This application relates generally to communications networks, and more particularly, to testing communication lines.
Recently, there has been an increased demand for plain old telephone systems (POTS's) to carry high-speed digital signals. The demand has been stimulated by home access to both the Internet and distant office computers. Both types of access typically employ a POTS line as part of the path for carrying digital signals.
POTS's lines were built to carry voice signals at audible frequencies and can also carry digital signals as tones in the near audible frequency range. Modem digital services such as ISDN and ADSL transmit data at frequencies well above the audible range. At these higher frequencies, POTS's lines that transmit voice signals might transmit digital signals poorly. Nevertheless, many telephone operating companies (TELCO's) would like to offer ISDN and/or ADSL data services to their subscribers.
Telephone lines between a TELCO switch and a subscriber's premises are frequent sources of poor performance at the high frequencies characteristic of ISDN and ADSL transmissions. Nevertheless, high cost has made widespread replacement of these subscriber lines an undesirable solution for providing subscribers with lines capable of supporting ISDN and ADSL. A less expensive alternative would be to use only those subscriber lines that are acceptable for transmitting high-speed digital data or to replace those that are not.

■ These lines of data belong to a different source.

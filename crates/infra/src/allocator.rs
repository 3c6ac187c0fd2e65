//! FIFO deduction from employee-held stock.

use chrono::{DateTime, Utc};
use serde::Serialize;
use tracing::{error, instrument, warn};

use stockledger_core::{Aggregate, AggregateRoot, EmployeeId, ExpectedVersion};
use stockledger_inventory::{
    Allocation, AssignmentCommand, AssignmentStatus, DeductAssignment, ProductId, Quantity,
    ShortfallPolicy, SourceRef, StockEvent, StockEventKind, StoredStockEvent, plan_fifo,
};

use crate::assignment_store::{AssignmentFilter, AssignmentStore};
use crate::error::EngineError;
use crate::ledger_store::LedgerStore;

/// What an employee sale actually consumed.
#[derive(Debug, Clone, PartialEq, Eq, Serialize)]
#[serde(rename_all = "camelCase")]
pub struct AllocationResult {
    pub requested: u64,
    pub deducted: u64,
    pub shortfall: u64,
    pub allocations: Vec<Allocation>,
    /// One `employee_sale` audit event per allocation.
    pub events: Vec<StoredStockEvent>,
}

/// Consumes an employee's open assignments oldest first.
///
/// Callers serialize per product; the ledger append is still version-checked.
#[derive(Debug, Clone)]
pub struct AssignmentAllocator<A, L> {
    assignments: A,
    ledger: L,
    policy: ShortfallPolicy,
}

impl<A, L> AssignmentAllocator<A, L>
where
    A: AssignmentStore,
    L: LedgerStore,
{
    pub fn new(assignments: A, ledger: L, policy: ShortfallPolicy) -> Self {
        Self {
            assignments,
            ledger,
            policy,
        }
    }

    pub fn policy(&self) -> ShortfallPolicy {
        self.policy
    }

    /// Deduct `quantity` from the employee's received assignments of `product_id`.
    ///
    /// Ledger events are appended before assignment rows are updated. A row update that
    /// fails afterwards leaves the audit trail ahead of the row; the failure is logged
    /// and returned.
    #[instrument(
        skip(self, source),
        fields(employee_id = %employee_id, product_id = %product_id, quantity = %quantity)
    )]
    pub async fn deduct(
        &self,
        employee_id: EmployeeId,
        product_id: ProductId,
        quantity: Quantity,
        source: SourceRef,
        occurred_at: DateTime<Utc>,
    ) -> Result<AllocationResult, EngineError> {
        let open = self
            .assignments
            .list(
                AssignmentFilter::for_employee_product(employee_id, product_id)
                    .with_status(AssignmentStatus::Received),
            )
            .await?;

        let plan = plan_fifo(&open, quantity);

        if !plan.is_fully_covered() {
            match self.policy {
                ShortfallPolicy::Reject => {
                    return Err(EngineError::InsufficientStock {
                        requested: plan.requested,
                        available: plan.deducted as i64,
                    });
                }
                ShortfallPolicy::Warn => warn!(
                    requested = plan.requested,
                    deducted = plan.deducted,
                    shortfall = plan.shortfall,
                    "employee sale exceeds held stock"
                ),
            }
        }

        if plan.allocations.is_empty() {
            return Ok(AllocationResult {
                requested: plan.requested,
                deducted: 0,
                shortfall: plan.shortfall,
                allocations: vec![],
                events: vec![],
            });
        }

        let mut audit = Vec::with_capacity(plan.allocations.len());
        for allocation in &plan.allocations {
            let q = Quantity::new(allocation.quantity)?;
            let kind = StockEventKind::EmployeeSale;
            audit.push(
                StockEvent::new(product_id, kind, q, source.clone(), occurred_at)?
                    .with_employee(employee_id)
                    .with_assignment(allocation.assignment_id),
            );
        }

        let version = self.ledger.stream_version(product_id).await?;
        let events = self
            .ledger
            .append(product_id, audit, ExpectedVersion::Exact(version))
            .await?;

        for allocation in &plan.allocations {
            let Some(row) = open.iter().find(|a| a.id_typed() == allocation.assignment_id) else {
                continue;
            };
            let mut row = row.clone();
            let before = row.version();
            row.execute(&AssignmentCommand::Deduct(DeductAssignment {
                quantity: Quantity::new(allocation.quantity)?,
                occurred_at,
            }))?;

            if let Err(err) = self
                .assignments
                .save(&row, ExpectedVersion::Exact(before))
                .await
            {
                error!(
                    assignment_id = %allocation.assignment_id,
                    quantity = allocation.quantity,
                    error = %err,
                    "assignment row update failed after ledger append"
                );
                return Err(err.into());
            }
        }

        Ok(AllocationResult {
            requested: plan.requested,
            deducted: plan.deducted,
            shortfall: plan.shortfall,
            allocations: plan.allocations,
            events,
        })
    }
}

#[cfg(test)]
mod tests {
    use super::*;
    use std::sync::Arc;

    use chrono::Duration;
    use stockledger_core::AggregateId;
    use stockledger_inventory::{
        AssignStock, AssignmentId, ReceiveAssignment, StockAssignment,
    };

    use crate::assignment_store::InMemoryAssignmentStore;
    use crate::ledger_store::InMemoryLedgerStore;

    struct Fixture {
        assignments: Arc<InMemoryAssignmentStore>,
        ledger: Arc<InMemoryLedgerStore>,
        employee: EmployeeId,
        product: ProductId,
    }

    impl Fixture {
        fn new() -> Self {
            Self {
                assignments: Arc::new(InMemoryAssignmentStore::new()),
                ledger: Arc::new(InMemoryLedgerStore::new()),
                employee: EmployeeId::new(),
                product: ProductId::new(AggregateId::new()),
            }
        }

        async fn received(&self, q: u64, at: DateTime<Utc>) -> AssignmentId {
            let mut a = StockAssignment::empty(
                AssignmentId::new(AggregateId::new()),
                self.employee,
                self.product,
            );
            a.execute(&AssignmentCommand::Assign(AssignStock {
                quantity: Quantity::new(q).unwrap(),
                occurred_at: at,
            }))
            .unwrap();
            let mut a = self.assignments.insert(a).await.unwrap();
            let before = a.version();
            a.execute(&AssignmentCommand::Receive(ReceiveAssignment { occurred_at: at }))
                .unwrap();
            self.assignments
                .save(&a, ExpectedVersion::Exact(before))
                .await
                .unwrap();
            a.id_typed()
        }

        fn allocator(
            &self,
            policy: ShortfallPolicy,
        ) -> AssignmentAllocator<Arc<InMemoryAssignmentStore>, Arc<InMemoryLedgerStore>> {
            AssignmentAllocator::new(self.assignments.clone(), self.ledger.clone(), policy)
        }

        async fn sell(
            &self,
            policy: ShortfallPolicy,
            q: u64,
            at: DateTime<Utc>,
        ) -> Result<AllocationResult, EngineError> {
            self.allocator(policy)
                .deduct(
                    self.employee,
                    self.product,
                    Quantity::new(q).unwrap(),
                    SourceRef::new("employee_sale", None),
                    at,
                )
                .await
        }

        async fn remaining(&self, id: AssignmentId) -> u64 {
            self.assignments.get(id).await.unwrap().unwrap().remaining_quantity()
        }
    }

    #[tokio::test]
    async fn oldest_assignment_is_drained_first() {
        let fx = Fixture::new();
        let t0 = Utc::now();
        let older = fx.received(10, t0).await;
        let newer = fx.received(5, t0 + Duration::minutes(1)).await;

        let result = fx.sell(ShortfallPolicy::Warn, 12, t0).await.unwrap();

        assert_eq!(result.deducted, 12);
        assert_eq!(result.shortfall, 0);
        assert_eq!(fx.remaining(older).await, 0);
        assert_eq!(fx.remaining(newer).await, 3);

        assert_eq!(result.events.len(), 2);
        assert!(result.events.iter().all(|e| e.payload().delta == 0));
        assert_eq!(result.events[0].payload().assignment_id, Some(older));
    }

    #[tokio::test]
    async fn warn_policy_deducts_what_is_held() {
        let fx = Fixture::new();
        let t0 = Utc::now();
        let only = fx.received(12, t0).await;

        let result = fx.sell(ShortfallPolicy::Warn, 20, t0).await.unwrap();

        assert_eq!(result.deducted, 12);
        assert_eq!(result.shortfall, 8);
        assert_eq!(fx.remaining(only).await, 0);
    }

    #[tokio::test]
    async fn reject_policy_mutates_nothing() {
        let fx = Fixture::new();
        let t0 = Utc::now();
        let only = fx.received(12, t0).await;

        let err = fx.sell(ShortfallPolicy::Reject, 20, t0).await.unwrap_err();

        assert!(matches!(
            err,
            EngineError::InsufficientStock {
                requested: 20,
                available: 12
            }
        ));
        assert_eq!(fx.remaining(only).await, 12);
        assert_eq!(fx.ledger.stream_version(fx.product).await.unwrap(), 0);
    }

    #[tokio::test]
    async fn no_open_assignments_is_all_shortfall() {
        let fx = Fixture::new();
        let result = fx.sell(ShortfallPolicy::Warn, 3, Utc::now()).await.unwrap();

        assert_eq!(result.deducted, 0);
        assert_eq!(result.shortfall, 3);
        assert!(result.events.is_empty());
    }
}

To enable limited replacement of inadequate lines, TELCO's have placed some emphasis on developing methods for predicting which subscriber lines will support data services, such as ISDN and ADSL. Some emphasis has been also placed on predicting frequency ranges at which such data services will be supported. Some methods have also been developed for finding faults in subscriber lines already supporting data services so that such faults can be repaired.
Current methods for predicting the ability of subscriber lines to support high-speed digital transmissions are typically not automated and labor intensive. Often, these methods entail using skilled interpretations of high frequency measurements of line parameters to determine data transmission abilities. At a network scale, such tests are very expensive to implement.
The problem of qualifying lines for data services has been described in several patents. U.S. Pat. No. 6,385,297 by Faulkner, et al. which is hereby incorporated by reference.
Use of neural networks for finding faults on a telephone line was described in PCT Application WO98/4428 “System and Method for Telecommunications System Fault Diagnosis”. However, that patent does not recognize the value of using a neural net to qualify a line for high-speed data services nor does it describe an appropriate neural net topology for that purpose.
Using a neural network for line qualification is more directly described in Line Qualification with Neural Networks, 09/409,141 published as PCT application WO 00/25206, which is hereby incorporated by reference. However, it would be desirable to improve upon that technique to obtain more accurate results, such as by decreasing the number of lines that are incorrectly classified as unable to support high speed data services without unacceptably increasing the number of lines that are incorrectly classified as capable of supporting high speed data services. It would also be desirable to accurately predict the speed at which a particular line under test can operate.